Mas outras áreas como a medicina, em que este material é imprescindível, quer no fabrico de próteses, válvulas que se colocam no coração, fios de operação que depois serão assimilados pelo corpo, etc, torna impensável afastá-lo do quotidiano.
Por outro lado, imagens como a que Rich Horner captou ao mergulhar no mar, na Indonésia, e à qual se referiu como “Garrafas de plástico, copos de plástico, folhas de plástico, baldes de plástico, saquetas de plástico, palhas de plástico, cestos de plástico, sacos de plástico, mais sacos de plástico, plástico, plástico, muito plástico”, alarmam-nos obviamente.
Ou a fotografia de um trabalhador chinês numa operação de reciclagem de garrafas de plástico, nos arredores de Pequim.
A culpa não é do plástico, insiste Maria Elvira Callapez, mas sim de comportamentos pouco cívicos, não é o plástico que mata e sim as ações de má utilização.
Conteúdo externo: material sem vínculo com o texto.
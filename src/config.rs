// src/config.rs

use std::sync::Arc;
use std::{env, time::Duration};

use sqlx::{postgres::PgPoolOptions, PgPool};

use crate::db::{
    EntityRepository, ProductionRepository, QualityRepository, RbacRepository, SalesRepository,
    UserRepository, WorkflowRepository,
};
use crate::models::rbac::PermissionCatalog;
use crate::services::{
    auth::AuthService, entity_service::EntityService, production_service::ProductionService,
    quality_service::QualityService, rbac_service::RbacService, sales_service::SalesService,
    status_sink::EntityStatusRegistry, workflow_service::WorkflowService,
};

// O estado compartilhado, acessível em toda a aplicação
#[derive(Clone)]
pub struct AppState {
    pub db_pool: PgPool,
    pub auth_service: AuthService,
    pub rbac_service: RbacService,
    pub workflow_service: WorkflowService,
    pub production_service: ProductionService,
    pub sales_service: SalesService,
    pub quality_service: QualityService,
    pub entity_service: EntityService,
}

impl AppState {
    pub async fn new() -> anyhow::Result<Self> {
        dotenvy::dotenv().ok();

        let database_url = env::var("DATABASE_URL").expect("DATABASE_URL deve ser definida");
        let jwt_secret = env::var("JWT_SECRET").expect("JWT_SECRET deve ser definido");

        // Conecta ao banco de dados, usando '?' para propagar erros
        let db_pool = PgPoolOptions::new()
            .max_connections(5)
            .acquire_timeout(Duration::from_secs(3))
            .connect(&database_url)
            .await?;

        tracing::info!("✅ Conexão com o banco de dados estabelecida com sucesso!");

        // O catálogo de permissões é um valor injetado aqui, não um
        // static: um teste pode montar o estado com outro catálogo
        Ok(Self::build(db_pool, jwt_secret, PermissionCatalog::default()))
    }

    // --- Monta o gráfico de dependências ---
    pub fn build(db_pool: PgPool, jwt_secret: String, catalog: PermissionCatalog) -> Self {
        let catalog = Arc::new(catalog);

        let user_repo = UserRepository::new(db_pool.clone());
        let rbac_repo = RbacRepository::new(db_pool.clone());
        let workflow_repo = WorkflowRepository::new(db_pool.clone());
        let production_repo = ProductionRepository::new(db_pool.clone());
        let sales_repo = SalesRepository::new(db_pool.clone());
        let quality_repo = QualityRepository::new(db_pool.clone());
        let entity_repo = EntityRepository::new(db_pool.clone());

        // Um atualizador de status registrado por tipo de entidade
        // governada
        let registry = Arc::new(EntityStatusRegistry::with_defaults());

        let auth_service = AuthService::new(user_repo.clone(), jwt_secret);
        let rbac_service = RbacService::new(rbac_repo, user_repo, catalog);
        let workflow_service = WorkflowService::new(workflow_repo, registry, db_pool.clone());
        let production_service = ProductionService::new(production_repo, db_pool.clone());
        let sales_service = SalesService::new(sales_repo);
        let quality_service = QualityService::new(quality_repo);
        let entity_service = EntityService::new(entity_repo);

        Self {
            db_pool,
            auth_service,
            rbac_service,
            workflow_service,
            production_service,
            sales_service,
            quality_service,
            entity_service,
        }
    }
}
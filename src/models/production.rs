// src/models/production.rs

use chrono::{DateTime, NaiveDate, Utc};
use rust_decimal::Decimal;
use serde::{Deserialize, Serialize};
use sqlx::FromRow;
use utoipa::ToSchema;
use uuid::Uuid;
use validator::Validate;

// Ordem de produção: entidade governada pelo workflow de aprovação
// (o sink escreve 'approved'/'rejected' no campo status)
#[derive(Debug, Clone, Serialize, FromRow, ToSchema)]
#[serde(rename_all = "camelCase")]
pub struct ProductionOrder {
    pub id: Uuid,

    #[schema(example = "OP-2026-0042")]
    pub order_number: String,

    #[schema(example = "Ração bovina 25kg")]
    pub product_name: String,

    #[schema(example = "1500.000")]
    pub quantity_planned: Decimal,

    pub scheduled_date: Option<NaiveDate>,

    #[schema(example = "planned")]
    pub status: String,

    pub created_by: Option<Uuid>,
    pub created_at: DateTime<Utc>,
    pub updated_at: DateTime<Utc>,
}

#[derive(Debug, Deserialize, Validate, ToSchema)]
#[serde(rename_all = "camelCase")]
pub struct CreateProductionOrderPayload {
    #[validate(length(min = 1, message = "O nome do produto é obrigatório."))]
    pub product_name: String,

    pub quantity_planned: Decimal,

    pub scheduled_date: Option<NaiveDate>,
}

// ---
// Fórmulas de produção (criação transacional: fórmula + ingredientes)
// ---

#[derive(Debug, Clone, Serialize, FromRow, ToSchema)]
#[serde(rename_all = "camelCase")]
pub struct Formula {
    pub id: Uuid,

    #[schema(example = "Ração bovina 25kg")]
    pub product_name: String,

    #[schema(example = "Fórmula de inverno")]
    pub name: String,

    #[schema(example = "v2")]
    pub version: String,

    pub is_active: bool,

    pub created_by: Option<Uuid>,
    pub created_at: DateTime<Utc>,
}

#[derive(Debug, Clone, Serialize, FromRow, ToSchema)]
#[serde(rename_all = "camelCase")]
pub struct FormulaIngredient {
    pub id: Uuid,
    pub formula_id: Uuid,

    #[schema(example = "Milho moído")]
    pub raw_material: String,

    #[schema(example = "62.500")]
    pub percentage: Decimal,

    #[schema(example = "15.625")]
    pub quantity_kg: Decimal,
}

// Fórmula completa (com a lista de ingredientes)
#[derive(Debug, Clone, Serialize, ToSchema)]
#[serde(rename_all = "camelCase")]
pub struct FormulaDetail {
    #[serde(flatten)]
    pub formula: Formula,

    pub ingredients: Vec<FormulaIngredient>,
}

#[derive(Debug, Deserialize, Serialize, ToSchema)]
#[serde(rename_all = "camelCase")]
pub struct CreateFormulaIngredient {
    pub raw_material: String,
    pub percentage: Decimal,
    pub quantity_kg: Decimal,
}

#[derive(Debug, Deserialize, Validate, ToSchema)]
#[serde(rename_all = "camelCase")]
pub struct CreateFormulaPayload {
    #[validate(length(min = 1, message = "O nome do produto é obrigatório."))]
    pub product_name: String,

    #[validate(length(min = 1, message = "O nome da fórmula é obrigatório."))]
    pub name: String,

    #[validate(length(min = 1, message = "A versão é obrigatória."))]
    pub version: String,

    #[serde(default = "default_active")]
    pub is_active: bool,

    #[validate(length(min = 1, message = "A fórmula precisa de ao menos um ingrediente."))]
    pub ingredients: Vec<CreateFormulaIngredient>,
}

fn default_active() -> bool {
    true
}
E acrescenta que nos anos 60, nos Estados Unidos, alguns trabalhadores morreram em fábricas de plástico, tendo logo sido atribuída a causa da morte ao material, quando o que aconteceu foi a inspiração de uma substância tóxica quando esses trabalhadores entraram nos reatores, para os limpar, afirmando que hoje isso já não acontece.
O modelo de sociedade consumista, surgido após a segunda guerra mundial, desencadeou uma vertigem de consumo, fomentada pela publicidade, que continua a criar novas necessidades e ansiedades.
A urgência de travar esta onda gigantesca tem trazido à razão algumas questões sobre o equilíbrio ambiental e nomeadamente sobre a ecologia, realçando-se a importância da política dos 3 Rs (reduzir, reutilizar e reciclar). Também uma maneira de estar na vida, minimalista, emerge um pouco por todo o lado, defendendo a redução e reutilização dos produtos.
São pessoas que, cansadas do consumo excessivo, perceberam que menos é mais, um pouco à semelhança do que o arquiteto Mies van der Rohe afirmou “less is more”, quando prescindiu da ornamentação e se concentrou no essencial, no depuramento da forma. A felicidade já não passa pelos bens e produtos de consumo com que enchiam as suas casas, agora dirigem a atenção para o exterior e para os comportamentos irresponsáveis de todos nós que, movidos pelo interesse e ambição de alguns, um dia sonhámos ser felizes adquirindo mais e mais.
Portanto, torna-se urgente adotar medidas que respeitem o ambiente, que privilegiem a reutilização e só depois a reciclagem, uma reciclagem com controlo e qualidade.
Há também a boa notícia de um grupo de cientistas da universidade de Portsmouth, no Reino Unido, ter melhorado uma enzima, intitulada “PETase”, capaz de digerir polietileno tereftalato (PET), um plástico duro que leva centenas de anos a degradar-se. Tendo sido descoberta, no Japão, uma bactéria que se alojava nos sedimentos de um centro de reciclagem de garrafas de plástico, tendo depois evoluído e começado a digerir o plástico, usando-o como principal fonte de energia, e produzindo uma enzima que esses investigadores começaram a estudar de uma maneira mais aprofundada a ponto de acreditarem que pode revolucionar o processo de reciclagem dos plásticos.
O plástico veio para ficar e é impensável viver sem ele, como tal devemos respeitá-lo mais, é o que esta exposição nos diz.